We Westerners--Americans in particular, but most Western Europeans and Anglosphere members--have lived in relative security and prosperity for at least two generations. It's tempting for us to look at the world immediately around us and say, "we've arrived." One occasionally hears phrases such as "The End of History" bandied about. When we read history, we read of the terrible conditions that existed in times prior to our own, when whole continents were ravaged by wars; when succession crises could arise literally overnight and throw entire empires into disarray; when infectious diseases were common and famines were semi-common. And we blithely think to ourselves, "I'm really glad we didn't live then." But we just assume that these problems belong to the past. We figure we don't deserve to have to deal with famines or infections diseases; we've fixed those problems. The very thought of hostile armies tromping across our lands seems like geek fantasy--nothing to take seriously, since it's been well over a century since anything like that has happened here in America. We start worrying about things way up Maslow's Hierarchy of Needs, but we tend to take the bottom layers of this Hierarchy for granted.
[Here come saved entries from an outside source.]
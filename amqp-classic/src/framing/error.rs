use std::io;

/// Errors raised while encoding or decoding frames
#[derive(Debug, thiserror::Error)]
pub enum Error {
    #[error("IO Error {0:?}")]
    Io(#[from] io::Error),

    #[error("Decode error: {0}")]
    DecodeError(String),

    #[error("Encode error: {0}")]
    EncodeError(String),

    #[error("Framing error: {0}")]
    FramingError(String),

    #[error("Frame of {size} bytes exceeds max frame size {max}")]
    MaxFrameSizeExceeded { size: usize, max: usize },

    #[error("Max frame size {0} is out of range")]
    InvalidMaxFrameSize(u32),

    #[error("Unknown method {class_id}.{method_id}")]
    UnknownMethod { class_id: u16, method_id: u16 },
}

impl Error {
    pub(crate) fn framing(msg: impl Into<String>) -> Self {
        Self::FramingError(msg.into())
    }

    pub(crate) fn decode(msg: impl Into<String>) -> Self {
        Self::DecodeError(msg.into())
    }
}
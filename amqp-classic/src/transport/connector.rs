//! Opening byte streams to brokers

use std::{io, time::Duration};

use async_trait::async_trait;
use tokio::{
    io::{AsyncRead, AsyncWrite},
    net::TcpStream,
};
use tracing::{debug, instrument};

use crate::connection::BrokerDetails;

/// A byte stream the connection engine can drive
pub trait Io: AsyncRead + AsyncWrite + Send + Unpin + 'static {}

impl<T> Io for T where T: AsyncRead + AsyncWrite + Send + Unpin + 'static {}

/// Boxed byte stream returned by a [`Connector`]
pub type BoxedIo = Box<dyn Io>;

/// Opens a byte stream to a broker
///
/// The connection asks its connector for a fresh stream on every connection
/// attempt, including every attempt made during failover.
#[async_trait]
pub trait Connector: Send + Sync + 'static {
    /// Connects to `broker`
    async fn connect(&self, broker: &BrokerDetails) -> Result<BoxedIo, io::Error>;
}

/// Plain TCP connector
#[derive(Debug, Clone, Default)]
pub struct TcpConnector {
    connect_timeout: Option<Duration>,
}

impl TcpConnector {
    /// Creates a connector that waits at most `connect_timeout` for the
    /// TCP handshake
    pub fn with_timeout(connect_timeout: Duration) -> Self {
        Self {
            connect_timeout: Some(connect_timeout),
        }
    }
}

#[async_trait]
impl Connector for TcpConnector {
    #[instrument(skip_all, fields(host = %broker.host, port = broker.port))]
    async fn connect(&self, broker: &BrokerDetails) -> Result<BoxedIo, io::Error> {
        let addr = (broker.host.as_str(), broker.port);
        let stream = match self.connect_timeout {
            Some(timeout) => tokio::time::timeout(timeout, TcpStream::connect(addr))
                .await
                .map_err(|_| io::Error::new(io::ErrorKind::TimedOut, "connect timed out"))??,
            None => TcpStream::connect(addr).await?,
        };
        stream.set_nodelay(true)?;
        debug!("connected");
        Ok(Box::new(stream))
    }
}
impl ConnectionInner {
    pub(crate) fn new(
        settings: ConnectionSettings,
        sasl: Arc<SaslRegistry>,
        connector: Arc<dyn Connector>,
    ) -> Self {
        let version = settings.protocol_version;
        Self {
            settings,
            sasl,
            connector,
            state: StateManager::default(),
            negotiated: Mutex::new(Negotiated::new(version)),
            sasl_client: Mutex::new(None),
            dispatcher: Mutex::new(Arc::new(MethodDispatcher::for_version(version))),
            sessions: Mutex::new(SessionRegistry::default()),
            listeners: WaiterRegistry::default(),
            outgoing: Mutex::new(None),
            failover: FailoverState::default(),
            connection_listeners: Mutex::new(Vec::new()),
            exception_listener: Mutex::new(None),
            closing: AtomicBool::new(false),
            closed: AtomicBool::new(false),
            terminal_reported: AtomicBool::new(false),
            established: AtomicBool::new(false),
            epoch: AtomicU64::new(0),
            broker_index: AtomicUsize::new(0),
            broker: Mutex::new(None),
            engine: Mutex::new(None),
        }
    }

    pub fn version(&self) -> ProtocolVersion {
        self.negotiated.lock().version
    }

    /// Switches method routing to `version`
    pub fn set_version(&self, version: ProtocolVersion) {
        let mut negotiated = self.negotiated.lock();
        if negotiated.version != version {
            debug!(from = %negotiated.version, to = %version, "protocol version change");
            negotiated.version = version;
            *self.dispatcher.lock() = Arc::new(MethodDispatcher::for_version(version));
        }
    }

    pub fn dispatcher(&self) -> Arc<MethodDispatcher> {
        self.dispatcher.lock().clone()
    }

    /// The broker being connected to, or the last one connected to
    pub fn broker(&self) -> Option<BrokerDetails> {
        self.broker.lock().clone()
    }

    pub fn broker_index(&self) -> usize {
        self.broker_index.load(Ordering::SeqCst)
    }

    pub fn set_broker_index(&self, index: usize) {
        self.broker_index.store(index, Ordering::SeqCst);
    }

    pub fn is_closed(&self) -> bool {
        self.closed.load(Ordering::SeqCst)
    }

    pub fn ensure_open(&self) -> Result<(), Error> {
        match self.is_closed() || self.closing.load(Ordering::SeqCst) {
            true => Err(Error::ConnectionClosed),
            false => Ok(()),
        }
    }

    fn unavailable(&self) -> Error {
        match self.failover.is_in_progress() {
            true => Error::FailoverInProgress,
            false => Error::ConnectionClosed,
        }
    }

    /// Hands an item to the engine
    pub fn send(&self, outgoing: Outgoing) -> Result<(), Error> {
        let sender = self.outgoing.lock().clone();
        match sender {
            Some(sender) => sender.send(outgoing).map_err(|_| self.unavailable()),
            None => Err(self.unavailable()),
        }
    }

    pub fn clear_outgoing(&self) {
        self.outgoing.lock().take();
    }

    /// Queues a method without waiting for any reply
    pub fn write(&self, event: ProtocolEvent, flush: bool) -> Result<(), Error> {
        self.dispatcher().check_outgoing(event.method.kind())?;
        trace!(channel = event.channel, method = %event.method.kind(), flush, "queue");
        self.send(Outgoing::Item {
            item: Item::Event(event),
            flush,
        })
    }

    /// Writes a method and waits for one of `expect` on the same channel
    pub async fn sync_write(
        &self,
        event: ProtocolEvent,
        expect: &[MethodKind],
    ) -> Result<ProtocolEvent, Error> {
        self.sync_write_with(event, expect, WriteMode::Normal).await
    }

    /// Writes a method and waits for one of `expect` on the same channel
    ///
    /// The waiter is registered before the method is queued so that a fast
    /// reply cannot be missed. A `channel.close` or `session.detached` on
    /// the channel fails the call.
    pub async fn sync_write_with(
        &self,
        event: ProtocolEvent,
        expect: &[MethodKind],
        mode: WriteMode,
    ) -> Result<ProtocolEvent, Error> {
        let channel = event.channel;
        let expected: Arc<[MethodKind]> = expect.into();
        let description = format!(
            "{} on channel {}",
            expected
                .iter()
                .map(|kind| kind.name())
                .collect::<Vec<_>>()
                .join(" or "),
            channel
        );
        let accepted = expected.clone();
        let waiter = BlockingWaiter::new(description, move |reply: &ProtocolEvent| {
            let kind = reply.method.kind();
            reply.channel == channel
                && (accepted.contains(&kind)
                    || (channel != CONNECTION_CHANNEL
                        && matches!(kind, MethodKind::ChannelClose | MethodKind::SessionDetached)))
        });
        let registration = self.listeners.register(Arc::new(waiter));

        if mode == WriteMode::Normal {
            self.failover.ensure_not_in_progress()?;
        }
        self.write(event, true)?;
        let reply = registration
            .waiter()
            .block(self.settings.sync_timeout)
            .await?;
        reply_to_result(reply)
    }

    pub fn session(&self, channel: u16) -> Option<Arc<SessionInner>> {
        self.sessions.lock().get(channel)
    }

    /// Sessions in ascending channel order
    pub fn sessions_sorted(&self) -> Vec<Arc<SessionInner>> {
        self.sessions.lock().sorted()
    }

    pub fn release_session(&self, channel: u16) {
        self.sessions.lock().release(channel);
    }

    pub fn connection_listeners(&self) -> Vec<Arc<dyn ConnectionListener>> {
        self.connection_listeners.lock().clone()
    }

    /// Passes an error to the exception listener without ending anything
    pub fn report_exception(&self, error: &Error) {
        let listener = self.exception_listener.lock().clone();
        match listener {
            Some(listener) => listener.on_exception(error),
            None => warn!(%error, "no exception listener set"),
        }
    }

    /// Resets per attempt state and installs a fresh outgoing queue
    fn begin_attempt(
        &self,
        broker: &BrokerDetails,
        version: ProtocolVersion,
    ) -> (u64, mpsc::UnboundedReceiver<Outgoing>) {
        self.state.reset();
        self.established.store(false, Ordering::SeqCst);
        *self.negotiated.lock() = Negotiated::new(version);
        *self.dispatcher.lock() = Arc::new(MethodDispatcher::for_version(version));
        self.sasl_client.lock().take();
        *self.broker.lock() = Some(broker.clone());

        let (sender, receiver) = mpsc::unbounded_channel();
        *self.outgoing.lock() = Some(sender);
        let epoch = self.epoch.fetch_add(1, Ordering::SeqCst) + 1;
        (epoch, receiver)
    }

    /// Makes a running engine stale and stops it
    fn abandon_attempt(&self) {
        self.epoch.fetch_add(1, Ordering::SeqCst);
        self.clear_outgoing();
    }
}
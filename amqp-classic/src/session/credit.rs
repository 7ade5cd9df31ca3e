//! Prefetch credit bookkeeping
//!
//! When a session manages credit itself, a blocking receive temporarily
//! raises the broker's prefetch window by one so that exactly one message
//! can be in flight, and the window is restored afterwards.

use super::AcknowledgeMode;

/// Command the session has to send after a credit change
#[derive(Debug, Clone, Copy, PartialEq, Eq)]
pub(crate) enum CreditAction {
    /// `basic.qos` with the given prefetch count
    Qos(u16),
    /// `channel.flow`, `true` suspends the channel
    Suspend(bool),
}

#[derive(Debug, Clone, PartialEq, Eq)]
pub(crate) struct Credit {
    prefetch: u16,
    unacknowledged: u16,
    changed: bool,
}

impl Credit {
    pub fn new(prefetch: u16) -> Self {
        Self {
            prefetch,
            unacknowledged: 0,
            changed: false,
        }
    }

    pub fn prefetch(&self) -> u16 {
        self.prefetch
    }

    pub fn set_prefetch(&mut self, prefetch: u16) {
        self.prefetch = prefetch;
        self.unacknowledged = 0;
    }

    /// A message was handed to the application and is not yet settled
    pub fn increment(&mut self) {
        self.unacknowledged = self.unacknowledged.saturating_add(1);
    }

    /// Everything outstanding was settled
    pub fn reset(&mut self) {
        self.unacknowledged = 0;
    }

    /// Opens the window by one if every prefetched slot is taken
    pub fn ensure_for_receive(&mut self, suspended: bool) -> Vec<CreditAction> {
        if self.unacknowledged < self.prefetch {
            return Vec::new();
        }
        let mut actions = vec![CreditAction::Qos(self.unacknowledged.saturating_add(1))];
        if self.unacknowledged == 0 && suspended {
            actions.push(CreditAction::Suspend(false));
        }
        self.changed = true;
        actions
    }

    /// Undoes [`ensure_for_receive`](Self::ensure_for_receive). Does
    /// nothing unless the window was opened and credit is managed.
    pub fn reduce_to_original(&mut self, managing: bool) -> Option<CreditAction> {
        if !(managing && self.changed) {
            return None;
        }
        self.changed = false;
        match self.prefetch {
            0 => Some(CreditAction::Suspend(true)),
            prefetch => Some(CreditAction::Qos(prefetch)),
        }
    }

    /// Clears the changed flag, returning whether it was set
    pub fn take_changed(&mut self) -> bool {
        std::mem::replace(&mut self.changed, false)
    }
}

/// Whether receives have to open the prefetch window themselves
pub(crate) fn is_managing_credit(mode: AcknowledgeMode, prefetch: u16) -> bool {
    match mode {
        AcknowledgeMode::Client | AcknowledgeMode::Transacted => true,
        AcknowledgeMode::Auto | AcknowledgeMode::DupsOk => prefetch == 0,
    }
}

#[cfg(test)]
mod tests {
    use super::*;

    #[test]
    fn repeated_ensure_then_reduce_restores_original_window() {
        let mut credit = Credit::new(0);
        let original = credit.clone();

        for _ in 0..3 {
            let actions = credit.ensure_for_receive(true);
            assert_eq!(
                actions,
                [CreditAction::Qos(1), CreditAction::Suspend(false)]
            );
        }
        assert_eq!(
            credit.reduce_to_original(true),
            Some(CreditAction::Suspend(true))
        );
        assert_eq!(credit, original);
        assert_eq!(credit.reduce_to_original(true), None);
    }

    #[test]
    fn window_only_opens_when_prefetch_is_exhausted() {
        let mut credit = Credit::new(2);
        assert!(credit.ensure_for_receive(false).is_empty());
        credit.increment();
        credit.increment();
        assert_eq!(credit.ensure_for_receive(false), [CreditAction::Qos(3)]);
        assert_eq!(credit.reduce_to_original(true), Some(CreditAction::Qos(2)));
    }

    #[test]
    fn unmanaged_sessions_never_reduce() {
        let mut credit = Credit::new(0);
        credit.ensure_for_receive(false);
        assert_eq!(credit.reduce_to_original(false), None);
        assert!(credit.take_changed());
    }

    #[test]
    fn managing_credit_depends_on_mode_and_prefetch() {
        assert!(is_managing_credit(AcknowledgeMode::Client, 10));
        assert!(is_managing_credit(AcknowledgeMode::Transacted, 10));
        assert!(is_managing_credit(AcknowledgeMode::Auto, 0));
        assert!(!is_managing_credit(AcknowledgeMode::DupsOk, 1));
    }
}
We only have the luxury of taking these bottom layers for granted because the people who came before us faced these problems head-on and came up with workable solutions. Our generation is not exempt from the laws of history, though, and there's nothing to keep these problems from coming back with a vengeance, except our own vigilance. Likewise, Americans have enjoyed liberties nearly unprecedented in human history, and we often take them for granted; but this is only because the drafters of the constitution didn't take them for granted. And if we want to pass on our liberties to the next generation, we don't actually have the luxury of taking them for granted. We have a responsibility to understand just how it is that our Constitution is designed to preserve our liberties, and recognize and oppose any scheme that tries to trade us attractive policy goodies in exchange for a weakening of any restriction on governmental power.